Your answer should be one number, the count of lines in the data that hold "impl".

#### [Material provided]
━━━━━━━━━━━━━━━━━━━━━━━━━━━━━━

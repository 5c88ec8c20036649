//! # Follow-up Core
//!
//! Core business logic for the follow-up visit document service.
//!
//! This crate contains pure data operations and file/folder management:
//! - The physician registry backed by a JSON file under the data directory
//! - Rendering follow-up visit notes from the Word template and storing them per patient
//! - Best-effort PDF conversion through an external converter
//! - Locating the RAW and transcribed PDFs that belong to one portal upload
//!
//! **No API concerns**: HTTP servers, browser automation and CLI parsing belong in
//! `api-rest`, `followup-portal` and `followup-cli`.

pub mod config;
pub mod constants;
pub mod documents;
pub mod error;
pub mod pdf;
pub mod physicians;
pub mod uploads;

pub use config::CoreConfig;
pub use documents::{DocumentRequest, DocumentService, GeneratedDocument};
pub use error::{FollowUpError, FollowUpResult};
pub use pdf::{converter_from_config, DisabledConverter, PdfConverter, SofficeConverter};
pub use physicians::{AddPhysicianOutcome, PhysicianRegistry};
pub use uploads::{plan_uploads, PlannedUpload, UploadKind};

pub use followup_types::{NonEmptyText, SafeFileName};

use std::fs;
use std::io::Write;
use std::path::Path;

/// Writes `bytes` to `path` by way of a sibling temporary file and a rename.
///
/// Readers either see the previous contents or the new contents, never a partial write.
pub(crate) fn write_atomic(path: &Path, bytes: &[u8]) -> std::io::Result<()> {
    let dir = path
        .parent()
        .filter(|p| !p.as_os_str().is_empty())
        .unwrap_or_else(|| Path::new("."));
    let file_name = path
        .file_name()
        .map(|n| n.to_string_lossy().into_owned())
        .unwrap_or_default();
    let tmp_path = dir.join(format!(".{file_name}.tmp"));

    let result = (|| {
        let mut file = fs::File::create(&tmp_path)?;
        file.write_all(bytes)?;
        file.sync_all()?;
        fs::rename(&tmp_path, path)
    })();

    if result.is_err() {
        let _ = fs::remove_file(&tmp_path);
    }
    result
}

━━━━━━━━━━━━━━━━━━━━━━━━━━━━━━

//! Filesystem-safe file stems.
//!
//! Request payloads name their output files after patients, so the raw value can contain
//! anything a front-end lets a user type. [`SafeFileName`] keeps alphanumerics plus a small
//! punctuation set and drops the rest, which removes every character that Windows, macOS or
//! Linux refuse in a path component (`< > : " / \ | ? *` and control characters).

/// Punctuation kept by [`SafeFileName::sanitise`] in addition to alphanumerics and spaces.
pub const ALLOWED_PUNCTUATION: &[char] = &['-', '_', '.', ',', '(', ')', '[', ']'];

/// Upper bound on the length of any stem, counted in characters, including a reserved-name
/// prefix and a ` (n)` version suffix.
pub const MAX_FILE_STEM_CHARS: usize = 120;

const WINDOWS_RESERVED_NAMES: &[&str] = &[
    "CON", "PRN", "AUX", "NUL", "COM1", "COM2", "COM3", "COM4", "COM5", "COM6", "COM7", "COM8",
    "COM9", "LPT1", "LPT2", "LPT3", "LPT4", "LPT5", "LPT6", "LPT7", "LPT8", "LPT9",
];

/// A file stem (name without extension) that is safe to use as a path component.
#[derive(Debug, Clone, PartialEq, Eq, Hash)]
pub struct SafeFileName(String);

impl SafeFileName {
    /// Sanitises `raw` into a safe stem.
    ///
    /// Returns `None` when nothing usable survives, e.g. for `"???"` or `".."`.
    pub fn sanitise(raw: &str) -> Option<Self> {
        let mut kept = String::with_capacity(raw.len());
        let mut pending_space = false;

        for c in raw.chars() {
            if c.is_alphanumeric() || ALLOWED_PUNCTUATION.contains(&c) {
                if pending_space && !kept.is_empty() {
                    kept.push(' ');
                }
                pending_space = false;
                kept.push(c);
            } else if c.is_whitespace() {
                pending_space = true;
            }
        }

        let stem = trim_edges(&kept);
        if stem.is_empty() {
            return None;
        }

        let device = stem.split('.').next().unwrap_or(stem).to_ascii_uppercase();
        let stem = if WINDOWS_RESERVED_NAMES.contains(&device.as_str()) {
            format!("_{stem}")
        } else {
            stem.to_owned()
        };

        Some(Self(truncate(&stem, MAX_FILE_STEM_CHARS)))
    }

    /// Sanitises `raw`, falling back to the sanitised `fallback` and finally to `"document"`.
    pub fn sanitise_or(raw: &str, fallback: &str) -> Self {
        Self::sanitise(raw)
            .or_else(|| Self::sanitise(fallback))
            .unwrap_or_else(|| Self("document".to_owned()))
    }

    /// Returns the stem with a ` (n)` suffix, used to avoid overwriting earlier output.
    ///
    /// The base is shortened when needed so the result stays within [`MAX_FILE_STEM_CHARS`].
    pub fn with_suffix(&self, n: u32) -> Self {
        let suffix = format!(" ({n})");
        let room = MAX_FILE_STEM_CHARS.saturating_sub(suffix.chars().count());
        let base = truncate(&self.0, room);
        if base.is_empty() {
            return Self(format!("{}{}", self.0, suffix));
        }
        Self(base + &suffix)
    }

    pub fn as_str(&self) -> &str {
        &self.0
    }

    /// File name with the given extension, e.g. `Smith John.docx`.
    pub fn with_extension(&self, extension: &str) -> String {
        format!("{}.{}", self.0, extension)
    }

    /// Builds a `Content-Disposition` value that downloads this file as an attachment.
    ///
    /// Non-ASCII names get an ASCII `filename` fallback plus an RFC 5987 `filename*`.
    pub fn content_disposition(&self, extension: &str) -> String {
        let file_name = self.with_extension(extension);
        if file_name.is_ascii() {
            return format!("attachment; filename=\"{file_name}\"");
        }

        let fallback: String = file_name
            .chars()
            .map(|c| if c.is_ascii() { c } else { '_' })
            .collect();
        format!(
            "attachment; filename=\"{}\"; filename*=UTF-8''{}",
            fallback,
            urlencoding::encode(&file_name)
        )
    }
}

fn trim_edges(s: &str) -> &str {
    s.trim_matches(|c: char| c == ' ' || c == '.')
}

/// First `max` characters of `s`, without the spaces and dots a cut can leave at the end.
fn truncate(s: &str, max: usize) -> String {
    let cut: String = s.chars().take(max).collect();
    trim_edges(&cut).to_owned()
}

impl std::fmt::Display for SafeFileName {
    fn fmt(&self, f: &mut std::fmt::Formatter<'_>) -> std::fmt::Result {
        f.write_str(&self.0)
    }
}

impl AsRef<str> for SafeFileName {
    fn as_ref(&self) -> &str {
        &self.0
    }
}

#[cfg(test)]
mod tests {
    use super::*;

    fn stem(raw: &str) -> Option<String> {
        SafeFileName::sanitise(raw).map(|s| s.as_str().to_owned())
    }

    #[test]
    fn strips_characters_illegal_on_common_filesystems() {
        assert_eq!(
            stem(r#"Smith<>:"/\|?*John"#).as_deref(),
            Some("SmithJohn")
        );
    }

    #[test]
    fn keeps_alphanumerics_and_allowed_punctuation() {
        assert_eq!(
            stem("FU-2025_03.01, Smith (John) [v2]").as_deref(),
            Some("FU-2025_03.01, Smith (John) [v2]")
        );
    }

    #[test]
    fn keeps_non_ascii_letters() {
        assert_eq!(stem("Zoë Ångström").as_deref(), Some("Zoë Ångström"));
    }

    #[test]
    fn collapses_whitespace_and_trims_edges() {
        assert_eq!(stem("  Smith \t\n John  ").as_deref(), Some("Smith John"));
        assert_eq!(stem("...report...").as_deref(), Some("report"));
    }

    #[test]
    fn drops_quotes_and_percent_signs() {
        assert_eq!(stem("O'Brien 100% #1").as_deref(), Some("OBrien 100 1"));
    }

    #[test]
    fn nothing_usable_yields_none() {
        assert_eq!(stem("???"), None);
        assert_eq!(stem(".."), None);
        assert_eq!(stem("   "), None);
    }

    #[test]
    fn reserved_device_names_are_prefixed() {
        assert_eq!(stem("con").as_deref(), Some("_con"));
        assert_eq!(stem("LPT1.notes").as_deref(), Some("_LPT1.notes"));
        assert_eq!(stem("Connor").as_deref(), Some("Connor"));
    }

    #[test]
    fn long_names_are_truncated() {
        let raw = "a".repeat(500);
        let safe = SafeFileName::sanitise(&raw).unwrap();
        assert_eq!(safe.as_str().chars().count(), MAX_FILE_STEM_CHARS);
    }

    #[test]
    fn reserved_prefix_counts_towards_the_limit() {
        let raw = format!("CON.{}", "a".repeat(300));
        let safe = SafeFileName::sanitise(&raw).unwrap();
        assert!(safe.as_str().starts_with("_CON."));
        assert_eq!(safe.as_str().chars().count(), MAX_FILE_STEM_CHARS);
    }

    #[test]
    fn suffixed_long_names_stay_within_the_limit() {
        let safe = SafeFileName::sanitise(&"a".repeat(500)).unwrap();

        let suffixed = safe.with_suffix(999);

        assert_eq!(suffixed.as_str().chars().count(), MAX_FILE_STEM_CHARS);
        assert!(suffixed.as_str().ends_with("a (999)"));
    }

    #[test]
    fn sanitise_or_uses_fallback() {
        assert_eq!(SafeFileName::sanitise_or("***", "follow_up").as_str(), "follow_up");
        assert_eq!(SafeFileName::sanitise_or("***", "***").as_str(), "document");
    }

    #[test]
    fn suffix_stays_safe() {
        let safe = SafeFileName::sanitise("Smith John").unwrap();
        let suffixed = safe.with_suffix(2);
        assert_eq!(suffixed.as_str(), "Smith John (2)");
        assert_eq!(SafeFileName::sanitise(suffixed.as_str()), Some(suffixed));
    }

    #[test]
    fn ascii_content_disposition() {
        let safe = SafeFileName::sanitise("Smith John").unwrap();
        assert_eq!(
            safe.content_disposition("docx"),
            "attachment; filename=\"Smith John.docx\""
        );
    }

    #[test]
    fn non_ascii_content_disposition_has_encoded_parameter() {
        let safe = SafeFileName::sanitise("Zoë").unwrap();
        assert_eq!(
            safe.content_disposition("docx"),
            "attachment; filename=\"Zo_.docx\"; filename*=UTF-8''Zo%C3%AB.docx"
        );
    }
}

━━━━━━━━━━━━━━━━━━━━━━━━━━━━━━

#### [Response to this task]
3